Think about war. Yes, I said war. In Afghanistan more twenty one year olds died than any other age, 244. Twenty one year old soldiers. Killed. The total amount of soldiers that died in Afghanistan was 1,780. In The Hunger Games the ages ranged from twelve-eighteen years old. Twenty Three tributes died. That is a lot of people, families, children missing parents, and now parents missing children. All of them, dead. In America, the state that the most soldiers come from is California. Most soldiers come from lower socioeconomic backgrounds. Just like in The Hunger Games with the Districts. The districts represent poor people, and starvation. The generals direct the wars, and we cheer when they win. Similar to the Gamemaker and the capitol. Are we no different from Panem? Is that our secret world? Maybe, maybe not. As I quote from Gale, “ It’s sick Katniss, you route for your favorites and are supposed to cry when they die! it’s just sick.” Are we any different.

Child soldiers are common in Africa. Child soldiers. Children being abducted from their homes and forced to fight. Gruesome and devastating memories will mark those children for their entire lives. No matter how short their lives may be. In February 2012, a report came out from CNN that children as young as ten years old are being abducted to become child soldiers in Somalia. Also, in Sierra Leone a former child soldier wrote about his life and said “Shooting was as common as drinking a glass of water.” Makes you think, doesn't it? The Hunger Games and real life are connected. An estimated 300,000 children are involved in conflicts around the world today. Many. Child soldiers.

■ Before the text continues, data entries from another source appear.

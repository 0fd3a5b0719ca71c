//! Property-based tests for the room session state machine.
//!
//! Tests verify the feed, tracker, and composer invariants under arbitrary
//! event sequences.

use chrono::{DateTime, Utc};
use proptest::prelude::*;
use uuid::Uuid;
use whisper_client::{
    Composer, MessageFeed, PresenceTracker, RoomSession, SessionAction, SessionEvent, TypingSignal,
};
use whisper_core::env::SimEnv;
use whisper_core::{Message, MessageBody, MessageId, PresenceState, RoomId, Session, UserId};

fn message(room_id: RoomId, secs: i64, sender: &str) -> Message {
    Message {
        id: MessageId(Uuid::new_v4()),
        room_id,
        sender_id: UserId(Uuid::new_v4()),
        sender_email: sender.into(),
        created_at: DateTime::<Utc>::from_timestamp(secs, 0).unwrap(),
        body: MessageBody::Text { content: format!("m{secs}") },
    }
}

fn entry(email: &str, typing: bool) -> PresenceState {
    PresenceState { email: email.into(), typing, online_at: DateTime::UNIX_EPOCH }
}

/// Generate small participant snapshots.
fn snapshot_strategy() -> impl Strategy<Value = Vec<PresenceState>> {
    prop::collection::vec(("[a-d]", any::<bool>()), 0..5)
        .prop_map(|entries| entries.into_iter().map(|(e, t)| entry(&e, t)).collect())
}

proptest! {
    #[test]
    fn prop_feed_is_history_then_arrivals(
        history_len in 0usize..20,
        arrivals in 0usize..20,
    ) {
        let room_id = RoomId(Uuid::new_v4());
        let mut feed = MessageFeed::new();

        let history: Vec<_> =
            (0..history_len).map(|i| message(room_id, i as i64, "a@x.com")).collect();
        feed.replace(history.clone());

        let late: Vec<_> = (0..arrivals)
            .map(|i| message(room_id, (history_len + i) as i64, "b@x.com"))
            .collect();
        for m in &late {
            feed.append(m.clone());
        }

        // Rendered feed equals H followed by E1..En in arrival order
        prop_assert_eq!(feed.len(), history_len + arrivals);
        prop_assert_eq!(&feed.messages()[..history_len], &history[..]);
        prop_assert_eq!(&feed.messages()[history_len..], &late[..]);
    }

    #[test]
    fn prop_tracker_state_is_a_function_of_the_latest_snapshot(
        earlier in prop::collection::vec(snapshot_strategy(), 0..4),
        latest in snapshot_strategy(),
    ) {
        let mut with_history = PresenceTracker::new();
        for snapshot in earlier {
            with_history.sync(snapshot);
        }
        with_history.sync(latest.clone());

        let mut fresh = PresenceTracker::new();
        fresh.sync(latest);

        prop_assert_eq!(with_history.participants(), fresh.participants());
    }

    #[test]
    fn prop_insert_clears_sender_typing_regardless_of_prior_state(
        snapshot in snapshot_strategy(),
        sender in "[a-d]",
    ) {
        let env = SimEnv::with_seed(7);
        let actor = Session::new(UserId(Uuid::new_v4()), "self@x.com");
        let room_id = RoomId(Uuid::new_v4());
        let mut session = RoomSession::new(env, actor, room_id);

        session.handle(SessionEvent::PresenceSynced(snapshot));
        session.handle(SessionEvent::MessageInserted(message(room_id, 1, &sender)));

        prop_assert!(
            session.participants().iter().all(|p| !(p.email == sender && p.typing)),
            "sender still marked typing after its own message landed"
        );
    }

    #[test]
    fn prop_started_fires_at_most_once_per_transition(drafts in prop::collection::vec("[a-c]{0,4}", 1..30)) {
        let mut composer = Composer::new();
        let mut clock = 0u64;
        let mut was_empty = true;
        for draft in drafts {
            clock += 100;
            let signal = composer.set_draft(draft.clone(), Ms(clock));
            let is_empty = draft.is_empty();

            match signal {
                Some(TypingSignal::Started) => prop_assert!(was_empty && !is_empty),
                Some(TypingSignal::Stopped) => prop_assert!(is_empty),
                None => {},
            }
            was_empty = is_empty;
        }
    }

    #[test]
    fn prop_submit_produces_exactly_one_insert(content in "\\PC{1,40}") {
        prop_assume!(!content.trim().is_empty());

        let env = SimEnv::with_seed(3);
        let actor = Session::new(UserId(Uuid::new_v4()), "self@x.com");
        let mut session = RoomSession::new(env, actor, RoomId(Uuid::new_v4()));

        session.handle(SessionEvent::DraftChanged(content.clone()));
        let actions = session.handle(SessionEvent::Submit);

        let inserts: Vec<_> = actions
            .iter()
            .filter_map(|a| match a {
                SessionAction::InsertMessage(m) => Some(m),
                _ => None,
            })
            .collect();
        prop_assert_eq!(inserts.len(), 1);
        prop_assert_eq!(
            &inserts[0].body,
            &MessageBody::Text { content: content.trim().to_owned() }
        );
        prop_assert_eq!(session.draft(), "");
    }
}

/// Millisecond instants for driving the composer by hand.
#[derive(Debug, Clone, Copy, PartialEq, Eq, PartialOrd, Ord)]
struct Ms(u64);

impl std::ops::Sub for Ms {
    type Output = std::time::Duration;
    fn sub(self, rhs: Self) -> std::time::Duration {
        std::time::Duration::from_millis(self.0 - rhs.0)
    }
}
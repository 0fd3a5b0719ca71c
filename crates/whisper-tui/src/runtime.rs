//! Async runtime
//!
//! Event loop that drives terminal I/O and coordinates between the App
//! state machine, the Bridge, and the in-process backend. Uses
//! `tokio::select!` to handle terminal events, realtime channel events, and
//! the debounce tick concurrently.

use std::io::{self, Stdout, stdout};
use std::path::Path;
use std::sync::Arc;
use std::time::{Duration, Instant};

use crossterm::ExecutableCommand;
use crossterm::event::{Event, EventStream, KeyEventKind};
use crossterm::terminal::{
    EnterAlternateScreen, LeaveAlternateScreen, disable_raw_mode, enable_raw_mode,
};
use futures::StreamExt;
use ratatui::{Terminal, backend::CrosstermBackend};
use thiserror::Error;
use tokio::time::Interval;
use whisper_app::{App, AppAction, AppEvent, Bridge, KeyInput, Screen};
use whisper_backend::LocalBackend;
use whisper_client::{FileUpload, SessionEvent};
use whisper_core::backend::ChannelEvent;
use whisper_core::env::SystemEnv;
use whisper_core::Room;

use crate::input::{self, Edit};
use crate::view::{AuthField, CreateForm, JoinForm, LobbyModal};
use crate::{ViewState, ui};

/// Composer command that uploads a file instead of sending text.
const UPLOAD_COMMAND: &str = "/upload";

/// Tick period driving the typing-idle clock.
const TICK_PERIOD: Duration = Duration::from_millis(100);

/// Runtime errors.
#[derive(Debug, Error)]
pub enum RuntimeError {
    /// I/O error from terminal operations.
    #[error("I/O error: {0}")]
    Io(#[from] io::Error),
}
//! Input line
//!
//! Displays the composer buffer with cursor, plus the upload-in-flight
//! marker.

use ratatui::Frame;
use ratatui::layout::Rect;
use ratatui::style::{Color, Style};
use ratatui::widgets::{Block, Borders, Paragraph};
use whisper_app::App;
use whisper_core::env::SystemEnv;

use crate::ViewState;

const PROMPT_WIDTH: u16 = 3; // "> "
const INPUT_LINE_OFFSET_Y: u16 = 1; // inside top border
const RIGHT_PADDING: u16 = 1; // inside right border

/// Render the composer line.
pub(crate) fn render(frame: &mut Frame, app: &App<SystemEnv>, view: &ViewState, area: Rect) {
    let uploading = app.chat().is_some_and(|chat| chat.is_uploading());
    let title = if uploading { " Message (uploading...) " } else { " Message " };
    let block = Block::default().borders(Borders::ALL).title(title);

    let input = &view.chat_input;
    let input_text = format!("> {}", input.buffer());
    let paragraph =
        Paragraph::new(input_text).style(Style::default().fg(Color::White)).block(block);

    frame.render_widget(paragraph, area);

    let available_width = area.width.saturating_sub(PROMPT_WIDTH + RIGHT_PADDING);
    let cursor_offset = (input.cursor() as u16).min(available_width);

    let cursor_x = area.x.saturating_add(PROMPT_WIDTH).saturating_add(cursor_offset);
    let cursor_y = area.y.saturating_add(INPUT_LINE_OFFSET_Y);
    let max_x = area.x.saturating_add(area.width).saturating_sub(RIGHT_PADDING);
    let cursor_x = cursor_x.min(max_x);

    frame.set_cursor_position((cursor_x, cursor_y));
}
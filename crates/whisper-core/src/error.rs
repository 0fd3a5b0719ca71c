//! Error taxonomy for backend collaborator operations.
//!
//! Three classes matter to the UI: validation failures rejected before any
//! request is sent, request failures from the collaborator, and authorization
//! mismatches. Every failure is terminal for that attempt - nothing is
//! retried automatically, and no failure takes down the session.

use thiserror::Error;

/// Errors surfaced by the backend collaborators.
#[derive(Error, Debug, Clone, PartialEq, Eq)]
pub enum BackendError {
    /// Input rejected locally before any request was sent.
    #[error("{0}")]
    Validation(String),

    /// The operation requires an authenticated actor.
    #[error("not signed in")]
    Unauthenticated,

    /// The actor is authenticated but not allowed to do this
    /// (wrong room password, deleting a room it does not own).
    #[error("{0}")]
    Forbidden(String),

    /// The referenced row does not exist.
    #[error("{0} not found")]
    NotFound(&'static str),

    /// The request reached the collaborator and failed there, or never got
    /// through at all.
    #[error("request failed: {0}")]
    Request(String),
}

impl BackendError {
    /// Whether this failure was rejected locally, before any request.
    ///
    /// Validation failures need no rollback: no request was sent, so no
    /// state changed.
    pub fn is_validation(&self) -> bool {
        matches!(self, Self::Validation(_) | Self::Unauthenticated)
    }

    /// Shorthand for a validation failure.
    pub fn validation(message: impl Into<String>) -> Self {
        Self::Validation(message.into())
    }

    /// Shorthand for a request failure.
    pub fn request(message: impl Into<String>) -> Self {
        Self::Request(message.into())
    }
}

#[cfg(test)]
mod tests {
    use super::*;

    #[test]
    fn validation_errors_need_no_rollback() {
        assert!(BackendError::validation("empty name").is_validation());
        assert!(BackendError::Unauthenticated.is_validation());
    }

    #[test]
    fn request_failures_are_not_validation() {
        assert!(!BackendError::request("connection reset").is_validation());
        assert!(!BackendError::Forbidden("incorrect password".into()).is_validation());
        assert!(!BackendError::NotFound("room").is_validation());
    }
}
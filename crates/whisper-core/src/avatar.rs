//! Display helpers deriving deterministic avatar colors and initials from an
//! identifier (email or room name).

/// An HSL color with fixed saturation and lightness; only the hue varies per
/// identifier.
#[derive(Debug, Clone, Copy, PartialEq, Eq)]
pub struct AvatarColor {
    /// Hue in degrees, `0..360`.
    pub hue: u16,
}

impl AvatarColor {
    /// Saturation percentage used for every avatar.
    pub const SATURATION: u8 = 70;
    /// Lightness percentage used for every avatar.
    pub const LIGHTNESS: u8 = 50;
}

impl std::fmt::Display for AvatarColor {
    fn fmt(&self, f: &mut std::fmt::Formatter<'_>) -> std::fmt::Result {
        write!(f, "hsl({}, {}%, {}%)", self.hue, Self::SATURATION, Self::LIGHTNESS)
    }
}

/// Deterministic color for an identifier.
///
/// Uses the classic shift-and-subtract string hash so the same email always
/// renders with the same hue on every participant's screen.
pub fn avatar_color(identifier: &str) -> AvatarColor {
    let mut hash: i32 = 0;
    for c in identifier.chars() {
        hash = (c as i32).wrapping_add(hash.wrapping_shl(5).wrapping_sub(hash));
    }
    AvatarColor { hue: hash.rem_euclid(360) as u16 }
}

/// First two characters of the mailbox name (the part before `@`),
/// uppercased. Room names have no `@` and use their first two characters.
pub fn initials(identifier: &str) -> String {
    identifier
        .split('@')
        .next()
        .unwrap_or_default()
        .chars()
        .take(2)
        .flat_map(char::to_uppercase)
        .collect()
}

#[cfg(test)]
mod tests {
    use super::*;

    #[test]
    fn color_is_deterministic() {
        assert_eq!(avatar_color("alice@x.com"), avatar_color("alice@x.com"));
    }

    #[test]
    fn hue_is_in_range() {
        for id in ["", "a", "alice@x.com", "Study", "日本語"] {
            assert!(avatar_color(id).hue < 360, "hue out of range for {id:?}");
        }
    }

    #[test]
    fn initials_from_email() {
        assert_eq!(initials("alice@x.com"), "AL");
        assert_eq!(initials("bob@x.com"), "BO");
    }

    #[test]
    fn initials_from_room_name() {
        assert_eq!(initials("Study"), "ST");
        assert_eq!(initials("x"), "X");
        assert_eq!(initials(""), "");
    }

    #[test]
    fn renders_as_hsl() {
        let color = AvatarColor { hue: 42 };
        assert_eq!(color.to_string(), "hsl(42, 70%, 50%)");
    }

    mod properties {
        use proptest::prelude::*;

        use super::super::*;

        proptest! {
            #[test]
            fn prop_hue_always_in_range(identifier in "\\PC{0,64}") {
                prop_assert!(avatar_color(&identifier).hue < 360);
            }

            #[test]
            fn prop_initials_at_most_two_source_chars(identifier in "\\PC{0,64}") {
                let initials = initials(&identifier);
                // Two source characters, each uppercasing to at most three
                prop_assert!(initials.chars().count() <= 6);
                prop_assert_eq!(initials.to_uppercase(), initials.clone());
            }
        }
    }
}
//! Property-based tests for the App state machine.
//!
//! Tests verify that invariants hold under arbitrary event sequences.

use chrono::{DateTime, Utc};
use proptest::prelude::*;
use uuid::Uuid;
use whisper_app::{App, AppEvent, Screen};
use whisper_core::env::{SimEnv, SimInstant};
use whisper_core::{Room, RoomId, Session, UserId};

fn room_strategy() -> impl Strategy<Value = Room> {
    (any::<u128>(), any::<u128>(), "[a-z]{1,8}", 0u32..12, 0i64..1_000_000).prop_map(
        |(id, owner, name, member_count, secs)| Room {
            id: RoomId(Uuid::from_u128(id)),
            name,
            password: "p".into(),
            owner: UserId(Uuid::from_u128(owner)),
            member_count,
            created_at: DateTime::<Utc>::from_timestamp(secs, 0).unwrap_or(DateTime::UNIX_EPOCH),
        },
    )
}

/// Generate random app events (everything except ticks, which need a real
/// clock).
fn event_strategy() -> impl Strategy<Value = AppEvent<SimInstant>> {
    prop_oneof![
        1 => (1u16..200, 1u16..100).prop_map(|(c, r)| AppEvent::Resize(c, r)),
        2 => any::<u128>().prop_map(|id| {
            AppEvent::SignedIn(Session::new(UserId(Uuid::from_u128(id)), "actor@x.com"))
        }),
        1 => Just(AppEvent::SignedOut),
        2 => prop::collection::vec(room_strategy(), 0..5).prop_map(AppEvent::RoomsLoaded),
        1 => any::<u128>().prop_map(|id| AppEvent::RoomDeleted(RoomId(Uuid::from_u128(id)))),
        2 => any::<u128>().prop_map(|id| AppEvent::JoinVerified(RoomId(Uuid::from_u128(id)))),
        1 => "[a-z ]{0,20}".prop_map(|message| AppEvent::Error { message }),
        1 => "[a-z ]{0,20}".prop_map(|message| AppEvent::Info { message }),
    ]
}

proptest! {
    #[test]
    fn prop_app_invariants_hold(events in prop::collection::vec(event_strategy(), 0..50)) {
        let mut app = App::new(SimEnv::with_seed(42));

        for event in events {
            let _ = app.handle(event);

            // The chat view always has an actor behind it
            if app.screen() == Screen::Chat {
                prop_assert!(app.session().is_some());
                prop_assert!(app.chat().is_some());
            }
            // A signed-out app is always back on the auth screen
            if app.session().is_none() {
                prop_assert_eq!(app.screen(), Screen::Auth);
                prop_assert!(app.chat().is_none());
            }
        }
    }

    #[test]
    fn prop_error_notices_never_break_interactivity(
        messages in prop::collection::vec("[a-z ]{1,20}", 1..20),
    ) {
        let mut app: App<SimEnv> = App::new(SimEnv::with_seed(7));
        let _ = app.handle(AppEvent::SignedIn(Session::new(
            UserId(Uuid::from_u128(1)),
            "actor@x.com",
        )));

        for message in messages {
            let _ = app.handle(AppEvent::Error { message: message.clone() });
            prop_assert_eq!(app.status_message(), Some(message.as_str()));
            // Still in a usable state: a refresh produces work
            prop_assert!(!app.refresh_rooms().is_empty());
        }
    }
}
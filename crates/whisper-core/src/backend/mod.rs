//! Contracts for the external collaborators.
//!
//! Authentication, row storage, object storage, and realtime fan-out are all
//! owned by an external platform; this module pins down exactly what the
//! client asks of each. No wire format is specified or owned here - these
//! traits are the whole boundary.

use async_trait::async_trait;

use crate::error::BackendError;
use crate::identity::Session;
use crate::message::{Message, NewMessage};
use crate::presence::PresenceState;
use crate::room::{NewRoom, Room, RoomId};

/// Events delivered on a room's realtime channel.
#[derive(Debug, Clone)]
pub enum ChannelEvent {
    /// The subscription is live. The subscriber publishes its initial
    /// presence record on receipt.
    Attached,
    /// A message row was committed to this room. Rows arrive in commit
    /// order.
    MessageInserted(Message),
    /// Full replace of all currently known participant states. Snapshot
    /// semantics: the receiver discards whatever it knew before.
    PresenceSync(Vec<PresenceState>),
}

/// Authentication service: supplies actor identity and session lifecycle.
#[async_trait]
pub trait Authenticator: Send + Sync {
    /// Register a new account and sign it in.
    async fn sign_up(&self, email: &str, password: &str) -> Result<Session, BackendError>;

    /// Sign in an existing account.
    async fn sign_in(&self, email: &str, password: &str) -> Result<Session, BackendError>;

    /// Tear down the session.
    async fn sign_out(&self, session: &Session) -> Result<(), BackendError>;
}

/// Relational store: the `rooms` and `messages` collections.
#[async_trait]
pub trait Directory: Send + Sync {
    /// Fetch one room by id.
    async fn room(&self, id: RoomId) -> Result<Room, BackendError>;

    /// All rooms, newest first.
    async fn rooms(&self) -> Result<Vec<Room>, BackendError>;

    /// Create a room. The actor becomes the owner and its only member.
    async fn create_room(&self, room: NewRoom, actor: &Session) -> Result<Room, BackendError>;

    /// Delete a room. Owner only.
    async fn delete_room(&self, id: RoomId, actor: &Session) -> Result<(), BackendError>;

    /// Full message history for a room, ascending by creation time. A
    /// single snapshot: rows committed after this query arrive only via the
    /// realtime channel.
    async fn messages(&self, room_id: RoomId) -> Result<Vec<Message>, BackendError>;

    /// Insert a message. The store assigns id and timestamp, commits, and
    /// echoes the committed row to the room's channel - the caller sees its
    /// own message only through that echo.
    async fn insert_message(&self, message: NewMessage) -> Result<Message, BackendError>;
}

/// Object storage: a single bucket namespaced by room id.
#[async_trait]
pub trait MediaStore: Send + Sync {
    /// Store bytes at the given path.
    async fn upload(
        &self,
        path: &str,
        bytes: Vec<u8>,
        content_type: &str,
    ) -> Result<(), BackendError>;

    /// Resolve the public retrieval URL for a path. Pure address
    /// construction; does not verify the object exists.
    fn public_url(&self, path: &str) -> String;
}

/// A live subscription to one room's events.
///
/// Must be explicitly closed when leaving the room; a leaked channel keeps a
/// phantom presence entry visible to everyone else.
#[async_trait]
pub trait RoomChannel: Send {
    /// Next event, or `None` once the channel is closed.
    async fn recv(&mut self) -> Option<ChannelEvent>;

    /// Publish this connection's presence state. Replaces any previous
    /// state for the same connection and triggers a fresh snapshot to every
    /// subscriber.
    async fn track(&self, state: PresenceState) -> Result<(), BackendError>;

    /// Close the subscription and untrack this connection's presence.
    fn close(&mut self);
}

/// Realtime service: opens one channel per room.
#[async_trait]
pub trait Realtime: Send + Sync {
    /// Open a channel scoped to the given room.
    async fn attach(&self, room_id: RoomId) -> Result<Box<dyn RoomChannel>, BackendError>;
}

/// Everything a frontend needs, as one object-safe bundle.
pub trait Backend: Authenticator + Directory + MediaStore + Realtime {}

impl<T: Authenticator + Directory + MediaStore + Realtime> Backend for T {}
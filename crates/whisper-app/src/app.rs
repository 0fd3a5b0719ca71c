//! Application state machine.
//!
//! This module defines the [`App`] state machine, which manages the
//! interactive state of the application completely decoupled from I/O.
//!
//! This is a pure state machine: it consumes [`crate::AppEvent`] inputs and
//! produces [`crate::AppAction`] instructions for the runtime to execute.
//!
//! # Responsibilities
//!
//! - Tracks the actor session, the room list, and the active room session.
//! - Validates user intents locally before any request goes out.
//! - Stores terminal dimensions to handle resize events.

use whisper_client::{RoomSession, SessionAction};
use whisper_core::env::Environment;
use whisper_core::{NewRoom, Room, RoomId, Session};

use crate::{AppAction, AppEvent, Screen};

/// Application state machine.
///
/// Pure state machine that processes events and produces actions.
/// No I/O dependencies - fully testable in simulation.
#[derive(Debug)]
pub struct App<E: Environment> {
    env: E,
    /// The authenticated actor. `None` renders the auth screen.
    session: Option<Session>,
    /// Room list, newest first.
    rooms: Vec<Room>,
    /// Room list fetch in flight.
    loading_rooms: bool,
    /// The active room session. `Some` renders the chat view.
    chat: Option<RoomSession<E>>,
    /// Transient status message. `None` if no message.
    status_message: Option<String>,
    /// Terminal dimensions (columns, rows).
    terminal_size: (u16, u16),
}

impl<E: Environment> App<E> {
    /// Create a signed-out App.
    pub fn new(env: E) -> Self {
        Self {
            env,
            session: None,
            rooms: Vec::new(),
            loading_rooms: false,
            chat: None,
            status_message: None,
            terminal_size: (80, 24),
        }
    }

    /// Process an event and return actions.
    pub fn handle(&mut self, event: AppEvent<E::Instant>) -> Vec<AppAction> {
        match event {
            AppEvent::Tick { now } => self.forward_session(whisper_client::SessionEvent::Tick {
                now,
            }),
            AppEvent::Resize(cols, rows) => {
                self.terminal_size = (cols, rows);
                vec![AppAction::Render]
            },
            AppEvent::SignedIn(session) => {
                self.session = Some(session);
                self.loading_rooms = true;
                vec![AppAction::FetchRooms, AppAction::Render]
            },
            AppEvent::SignedOut => {
                self.session = None;
                self.rooms.clear();
                self.status_message = Some("Signed out successfully".into());
                let mut actions = self.teardown_chat();
                actions.push(AppAction::Render);
                actions
            },
            AppEvent::RoomsLoaded(rooms) => {
                self.rooms = rooms;
                self.loading_rooms = false;
                vec![AppAction::Render]
            },
            AppEvent::RoomCreated(room) => {
                self.status_message = Some(format!("Room \"{}\" created", room.name));
                self.loading_rooms = true;
                vec![AppAction::FetchRooms, AppAction::Render]
            },
            AppEvent::RoomDeleted(_) => {
                self.status_message = Some("Room deleted successfully".into());
                self.loading_rooms = true;
                vec![AppAction::FetchRooms, AppAction::Render]
            },
            AppEvent::JoinVerified(room_id) => self.open_room(room_id),
            AppEvent::Session(event) => self.forward_session(event),
            AppEvent::Error { message } => {
                self.status_message = Some(message);
                // Whatever was in flight is over; never leave a spinner up
                self.loading_rooms = false;
                vec![AppAction::Render]
            },
            AppEvent::Info { message } => {
                self.status_message = Some(message);
                vec![AppAction::Render]
            },
        }
    }

    /// Sign in with the given credentials.
    pub fn sign_in(&mut self, email: &str, password: &str) -> Vec<AppAction> {
        self.auth_request(email, password, false)
    }

    /// Register a new account and sign it in.
    pub fn sign_up(&mut self, email: &str, password: &str) -> Vec<AppAction> {
        self.auth_request(email, password, true)
    }

    fn auth_request(&mut self, email: &str, password: &str, register: bool) -> Vec<AppAction> {
        let email = email.trim();
        if email.is_empty() || password.is_empty() {
            self.status_message = Some("Please fill in all fields".into());
            return vec![AppAction::Render];
        }

        let action = if register {
            AppAction::SignUp { email: email.to_owned(), password: password.to_owned() }
        } else {
            AppAction::SignIn { email: email.to_owned(), password: password.to_owned() }
        };
        self.status_message = Some(if register { "Signing up..." } else { "Signing in..." }.into());
        vec![action, AppAction::Render]
    }

    /// Tear down the session.
    pub fn sign_out(&self) -> Vec<AppAction> {
        vec![AppAction::SignOut, AppAction::Render]
    }

    /// Re-fetch the room list.
    pub fn refresh_rooms(&mut self) -> Vec<AppAction> {
        self.loading_rooms = true;
        vec![AppAction::FetchRooms, AppAction::Render]
    }

    /// Create a room. Requires an authenticated actor and both fields.
    pub fn create_room(&mut self, name: &str, password: &str) -> Vec<AppAction> {
        let name = name.trim();
        if name.is_empty() || password.is_empty() {
            self.status_message = Some("Please fill in all fields".into());
            return vec![AppAction::Render];
        }
        if self.session.is_none() {
            self.status_message = Some("You must be logged in to create a room".into());
            return vec![AppAction::Render];
        }

        self.status_message = Some(format!("Creating room \"{name}\"..."));
        vec![
            AppAction::CreateRoom(NewRoom { name: name.to_owned(), password: password.to_owned() }),
            AppAction::Render,
        ]
    }

    /// Delete a room. Only offered to the owner.
    pub fn delete_room(&mut self, room_id: RoomId) -> Vec<AppAction> {
        let owned = self
            .session
            .as_ref()
            .zip(self.rooms.iter().find(|r| r.id == room_id))
            .is_some_and(|(session, room)| room.is_owner(session));
        if !owned {
            self.status_message = Some("Only the owner can delete a room".into());
            return vec![AppAction::Render];
        }

        vec![AppAction::DeleteRoom(room_id), AppAction::Render]
    }

    /// Ask the backend to verify a join password.
    ///
    /// A full room never offers the join control, regardless of the
    /// password.
    pub fn join_room(&mut self, room_id: RoomId, password: &str) -> Vec<AppAction> {
        let Some(room) = self.rooms.iter().find(|r| r.id == room_id) else {
            self.status_message = Some("Room not found".into());
            return vec![AppAction::Render];
        };
        if room.is_full() {
            self.status_message = Some("Room is full".into());
            return vec![AppAction::Render];
        }
        if password.is_empty() {
            self.status_message = Some("Please enter the room password".into());
            return vec![AppAction::Render];
        }

        vec![
            AppAction::VerifyJoin { room_id, password: password.to_owned() },
            AppAction::Render,
        ]
    }

    /// Leave the active room, closing its channel.
    pub fn leave_room(&mut self) -> Vec<AppAction> {
        let mut actions = self.teardown_chat();
        actions.push(AppAction::Render);
        actions
    }

    /// Quit the application.
    pub fn quit(&self) -> Vec<AppAction> {
        vec![AppAction::Quit]
    }

    /// Set a status message to display to the user.
    pub fn set_status(&mut self, message: impl Into<String>) {
        self.status_message = Some(message.into());
    }

    fn open_room(&mut self, room_id: RoomId) -> Vec<AppAction> {
        let Some(session) = self.session.clone() else {
            self.status_message = Some("You must be logged in to join a room".into());
            return vec![AppAction::Render];
        };

        let chat = RoomSession::new(self.env.clone(), session, room_id);
        let mut actions = Self::map_session(chat.start());
        self.chat = Some(chat);
        actions.push(AppAction::Render);
        actions
    }

    fn teardown_chat(&mut self) -> Vec<AppAction> {
        match self.chat.take() {
            Some(mut chat) => Self::map_session(chat.close()),
            None => vec![],
        }
    }

    fn forward_session(
        &mut self,
        event: whisper_client::SessionEvent<E::Instant>,
    ) -> Vec<AppAction> {
        match self.chat.as_mut() {
            Some(chat) => Self::map_session(chat.handle(event)),
            None => vec![],
        }
    }

    fn map_session(actions: Vec<SessionAction>) -> Vec<AppAction> {
        actions
            .into_iter()
            .map(|action| match action {
                SessionAction::Render => AppAction::Render,
                other => AppAction::Session(other),
            })
            .collect()
    }

    /// Which screen to render.
    pub fn screen(&self) -> Screen {
        if self.session.is_none() {
            Screen::Auth
        } else if self.chat.is_some() {
            Screen::Chat
        } else {
            Screen::Lobby
        }
    }

    /// The authenticated actor. `None` on the auth screen.
    pub fn session(&self) -> Option<&Session> {
        self.session.as_ref()
    }

    /// Room list, newest first.
    pub fn rooms(&self) -> &[Room] {
        &self.rooms
    }

    /// Whether a room list fetch is in flight.
    pub fn is_loading_rooms(&self) -> bool {
        self.loading_rooms
    }

    /// The active room session. `None` outside the chat view.
    pub fn chat(&self) -> Option<&RoomSession<E>> {
        self.chat.as_ref()
    }

    /// Transient status message. `None` if no message.
    pub fn status_message(&self) -> Option<&str> {
        self.status_message.as_deref()
    }

    /// Terminal dimensions (columns, rows).
    pub fn terminal_size(&self) -> (u16, u16) {
        self.terminal_size
    }
}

193 Reality TV shows in America right now. All Competitive. Reality TV is something I frequently watch such as the X factor and other amazing shows. To the Capitol in The Hunger Games, each year their is another series of their favorite show. The Hunger Games. Reality Tv, is mostly about competition. You beat out other players, to win. The Hunger Games is the same way, just exaggerated. Reality Tv. Isn’t real reality is it? it’s just what the producers want people to see. What’s on the outside shouldn't really count, but it always does. Just the same in The Hunger Games. Even though these kids come from places where they are starving and filthy. They get all made up to meet sponsors. Made to look like the are from the capitol. The capitol’s image of what people are supposed to look like. Not theirs. The sponsors, In The Hunger Games are extremely critical as well. While you are in the arena you can get parachutes that Sponsors pay for. They only want to help you survive, if you have established yourself as a good killer. As Peeta and Katniss’s mentor Haymitch once said “ To get sponsors you have to get people to like you. When you're in the middle of the games, the difference between water, some matches, and and a knife can mean the difference between life and death.” This quote is impactful on Katniss and Peeta because it makes them think about how they are going to live, what is going to happen to them, and how they can have the best chance to survive. Reality Tv, shows like Survivor and others are not too far off from The Hunger Games. if you think about it. This could happen. I know you all think it can’t but what if it did? All these signs say we already have it in our system, The Hunger Games just shines light on it.

Only three kids out of twenty one did not watch the Hunger Games in my class. The Hunger Games has swept the nation. But do you know what The Hunger Games truly means? How much it affects us, how real it is. We have the foundations of Panem. If we are not Careful our world could fade into theirs. Just as if you think about it, has happened so many times before. How there is a monarch and the people revolt and fight for there freedom. The Hunger Games is on the line of reality and fiction, so are we. History repeats itself all the time. The Hunger Games is our insight to the future. We are not too far away. You may still think The Hunger Games is stupid, that it is just a dumb movie. But the real question is... is it really?


The author's comments:
I wrote this Editorial becasue of my love for The Hunger Games, it is like my life! Also, becasue it was a prompt for school. Editorials are born out of true passion for a topic. I hope you enjoy my peice. I worked extreamly hard on it. And hope you love it!!!